Non-typhoid Salmonella are among the main causes of foodborne diseases worldwide. However, information on rare serovars is scarce, limiting the understanding of their prevalence, distribution and pathogenesis. Salmonella enterica serovar Inganda (S. Inganda) is a rare non-typhoid serovar. Considering the few existing reports, and the current use of genomics, this study characterized for the first time the antimicrobial resistance, pathogenic potential and diversity of S. Inganda genomes worldwide. A S. Inganda strain from human feces in 2018 in Brazil (SI264) had its resistance determined against 18 antimicrobials by disk-diffusion and had its genome sequenced. S. Inganda publicly available genomes (n = 12) were analyzed for genotypic resistance, stress and virulence genes, plasmids, pathogenicity islands, prophages, Multi-Locus Sequence Typing (MLST), core-genome MLST (cgMLST), and single-nucleotide polymorphisms (SNPs). SI264 showed no phenotypic resistance. All 12 S. Inganda genomes harbored genes or mutations for aminoglycoside (aac(6')-Iaa), quinolone (parC Thr57→Ser), and acid (asr) resistance, multi-drug efflux systems (mdsAB), and gold tolerance (golST). One genome from US harbored pKPC-CAV1321 plasmid.
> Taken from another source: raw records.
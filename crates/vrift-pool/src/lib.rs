//! # vrift-pool
//!
//! Background workers and object recycling for the directory core.
//!
//! Maintenance work (flushes, merges, cleaner passes) goes to a
//! [`ThreadPool`], either one the embedder owns or the process-wide
//! [`global`] pool. Scratch objects are borrowed from a
//! [`BoundedObjectPool`] or [`UnboundedObjectPool`].

pub mod object_pool;
pub mod thread_pool;

use once_cell::sync::Lazy;

pub use object_pool::{
    BoundedLease, BoundedObjectPool, Resettable, UnboundedLease, UnboundedObjectPool,
};
pub use thread_pool::ThreadPool;

static GLOBAL: Lazy<ThreadPool> =
    Lazy::new(|| ThreadPool::from_config(&vrift_config::global().thread_pool));

/// Process-wide pool, built from [`vrift_config::global`] on first use.
///
/// Statics are never dropped, so this pool is only stopped by an explicit
/// [`ThreadPool::stop`].
pub fn global() -> &'static ThreadPool {
    &GLOBAL
}
//! Logical thread identifiers.
//!
//! Lock ownership is recorded as a plain `u64` so it fits in a single atomic.
//! Ids start at 1; [`NO_THREAD`] marks an unowned lock.

use std::sync::atomic::{AtomicU64, Ordering};

/// Sentinel stored in ownership words while nobody holds the lock.
pub const NO_THREAD: u64 = 0;

static NEXT_ID: AtomicU64 = AtomicU64::new(1);

thread_local! {
    static CURRENT: u64 = NEXT_ID.fetch_add(1, Ordering::Relaxed);
}

/// Id of the calling thread. Stable for the thread's lifetime, never reused.
#[inline]
pub fn current() -> u64 {
    CURRENT.with(|id| *id)
}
Nine pathogenicity islands, 174 Salmonella virulence genes, and 17 prophages were found in different frequencies. Although a great genomic diversity was noticed, S. Inganda genomes from US and UK were closely related. In conclusion, genomic analyses were able to characterize the current available genomes of S. Inganda strains mostly as genetically diverse, susceptible to antimicrobials, and potentially acid and heavy metal resistant. The presence of numerous virulence features also suggested their pathogenic potential, especially among clinical strains, and reinforced the importance to better characterize rare non-typhoid serovars.